Antes de iniciar a nossa discussão, cabe ressaltar a metodologia que será utilizada neste breve
trabalho. Para trabalhar com as letras de música citadas, iremos utilizar a análise de discurso.
Seguindo os ensinamentos de José D'Assunção Barros[2], as fontes históricas deixaram de ser
vistas como um testemunho de suas épocas para ser considerada um discurso. Ou seja, uma
análise séria de uma fonte histórica deve considerar algumas
questões: Quem fez; Por que fez; Para quem fez; Quando fez; Como fez.A partir disto,
teremos menos chance de cair na armadilha de considerar as fontes como um retrato fiel da
realidade (será que isso existe?).
Dito isto, consideramos que a melhor forma de explorar uma fonte histórica, e esta será a
nossa missão neste trabalho, seguindo a linha metodológica de análise de discurso, deve ser
atentando para o intratexto, o intertexto e o contexto.
2.O MALANDRO
Abordaremos a questão da malandragem sob a ótica de dois malandros – Noel Rosa e Wilson
Batista.
Noel Rosa mergulhou na música desde pequeno. Sob influência dos pais, ele aprendeu cedo a
gostar da música. Autodidata, no tempo do Colégio São Bentofazia paródias pornográficas de
canções famosas no da época. Já na adolescência freqüentava bordéis e pensões de mulheres.

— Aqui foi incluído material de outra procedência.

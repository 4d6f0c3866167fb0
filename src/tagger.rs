//! Tagger: opens a trained model and decodes label sequences for new
//! instances (spec §4.6).
//!
//! Grounded on `original_source/lib/crf/src/crf1d_tag.c`: precompute the
//! transition matrix once from the model's label references, then for
//! each instance only rebuild the state table before running Viterbi.
//! Generalizes the teacher's `tagger.rs` (a fixed BIO `Tag`/
//! `EntityCategory` enum) to opaque label ids/strings resolved through
//! the model's own dictionaries, since this crate's label set is
//! whatever the training data defined.

use std::path::Path;

use crate::context::Context;
use crate::data::Instance;
use crate::error::Result;
use crate::model::ModelReader;

/// A loaded, read-only model ready to decode instances.
///
/// Per spec §5, a `Tagger` is safe to share across threads as long as
/// each thread drives it through its own [`Context`] (obtained via
/// [`Tagger::new_context`]) -- the model bytes and precomputed transition
/// matrix are read-only after construction.
pub struct Tagger {
    model: ModelReader,
    trans: Vec<f64>,
}

impl Tagger {
    pub fn open(path: &Path) -> Result<Self> {
        let model = ModelReader::open(path)?;
        let l = model.num_labels();
        let mut trans = vec![0.0f64; l * l];

        for i in 0..l {
            for &fid in &model.label_refs(i as u32)? {
                let (_, _src, dst, weight) = model.feature(fid)?;
                trans[i * l + dst as usize] += weight;
            }
        }

        Ok(Tagger { model, trans })
    }

    pub fn num_labels(&self) -> usize {
        self.model.num_labels()
    }

    pub fn labels(&self) -> impl Iterator<Item = &str> {
        (0..self.num_labels()).filter_map(move |i| self.model.label_string(i as u32))
    }

    pub fn label_string(&self, id: u32) -> Option<&str> {
        self.model.label_string(id)
    }

    pub fn attr_to_id(&self, s: &str) -> Option<u32> {
        self.model.attr_to_id(s)
    }

    /// A scratch [`Context`] sized for this tagger's label count, to be
    /// reused across calls to [`Tagger::tag`] (or held one-per-thread for
    /// concurrent use).
    pub fn new_context(&self) -> Context {
        Context::new(self.num_labels())
    }

    /// `tag(instance) -> (labels, score)` (spec §4.6): rebuilds the state
    /// table for `instance`, fills the precomputed transition matrix,
    /// runs log-space Viterbi, and returns the argmax path with its
    /// score.
    pub fn tag(&self, instance: &Instance, ctx: &mut Context) -> Result<(Vec<u32>, f64)> {
        let l = self.num_labels();
        ctx.set_num_items(instance.len());
        ctx.reset_state();
        ctx.reset_transitions();
        for i in 0..l {
            ctx.trans_mut(i).copy_from_slice(&self.trans[i * l..(i + 1) * l]);
        }

        for (t, item) in instance.items.iter().enumerate() {
            for content in &item.attributes {
                for &fid in &self.model.attr_refs(content.attribute_id)? {
                    let (_, _src, dst, weight) = self.model.feature(fid)?;
                    ctx.state_mut(t)[dst as usize] += weight * content.scale;
                }
            }
        }

        ctx.viterbi()
    }
}

#[cfg(test)]
mod tests {
    use super::*;
    use crate::data::{Dataset, Item};
    use crate::dictionary::Dictionary;
    use crate::features::FeatureGenOptions;
    use crate::model::ModelWriter;

    fn build_and_save(path: &Path) -> Dataset {
        let mut ds = Dataset::new();
        let a_maria = ds.attributes.intern("word=Maria").unwrap();
        let a_trabalha = ds.attributes.intern("word=trabalha").unwrap();
        let per = ds.labels.intern("PER").unwrap();
        let o = ds.labels.intern("O").unwrap();

        let mut i0 = Item::new();
        i0.push(a_maria, 1.0);
        let mut i1 = Item::new();
        i1.push(a_trabalha, 1.0);

        let mut inst = Instance::new();
        inst.items = vec![i0, i1];
        inst.labels = vec![per, o];
        ds.push(inst);
        ds.seal();

        let features = crate::features::FeatureTable::generate(
            &ds,
            ds.num_labels(),
            ds.num_attrs(),
            FeatureGenOptions::default(),
        );
        let weights: Vec<f64> = (0..features.len()).map(|_| 5.0).collect();
        let labels: Vec<String> = (0..ds.num_labels())
            .map(|i| ds.labels.reverse(i as u32).unwrap().to_owned())
            .collect();
        let attrs: Vec<String> = (0..ds.num_attrs())
            .map(|i| ds.attributes.reverse(i as u32).unwrap().to_owned())
            .collect();
        ModelWriter::save(path, &features, &labels, &attrs, &weights, false).unwrap();
        ds
    }

    #[test]
    fn tagger_reproduces_gold_labels_with_strong_weights() {
        let path = std::env::temp_dir().join(format!("crf-core-tagger-test-{}.model", std::process::id()));
        let ds = build_and_save(&path);

        let tagger = Tagger::open(&path).unwrap();
        let mut ctx = tagger.new_context();
        let (path_labels, _score) = tagger.tag(&ds.instances[0], &mut ctx).unwrap();
        assert_eq!(path_labels, ds.instances[0].labels);

        let _ = std::fs::remove_file(&path);
    }
}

Como um bom malandro, caiu na boemia. Noel participava de serenatas em Vila Isabel –
famoso celeiro de músicos. No final da década de 1920 formou um grupo – O Bando de
Tangarás. Com ele estavam: Almirante, Braguinha (o João de Barro), Henrique Brito e
Alvinho.
Wilson Batista também tomou gosto pela música desde cedo. Nascido em Campos (RJ),
tocava triângulo num a banda organizada pelo seu tio, o maestro Ovídio Batista. No fim da
década de 1920 mudou-se com a família para a Capital Federal. Não demorou até ser
seduzido pela boemia da Lapa, freqüentando cabarés e bares. Preso algumas vezes, trabalhou
como eletricista e como ajudante de contra-regra, mas seu sonho era viver da música. Sua
primeira composição é de 1929.
As letras analisadas nesta parte estão compreendidas entre os anos 1932 e 1936, portanto,
antes do advento do Estado Novo, em 1937.
Eu passo gingando
Provoco e desafio
Eu tenho orgulho
Do meu proceder
Andar no miserê[5]
Desta forma, o malandro é o cara esperto, aquele que se dá bem na vida, sem precisar
trabalhar dia e noite. O mané é aquele que não aproveita a vida, têm que trabalhar e, mesmo
assim, vive sempre na penúria. O Zé-mané e o caxias pertencem ao universo da ordem, do
trabalho. De outro lado, o malandro está inserido no universo da desordem, talvez por isso
esteja tão perto da marginalidade.
Ainda na mesma música de Wilson Batista, podemos perceber mais duas características do
malandro – o seu "estilo" e sua "inclinação".
Tamanco arrastado
Lenço no pescoço
Navalha no bolso[6]
Na segunda parte, a malandragem é encarada como um destino, algo parecido como um dom.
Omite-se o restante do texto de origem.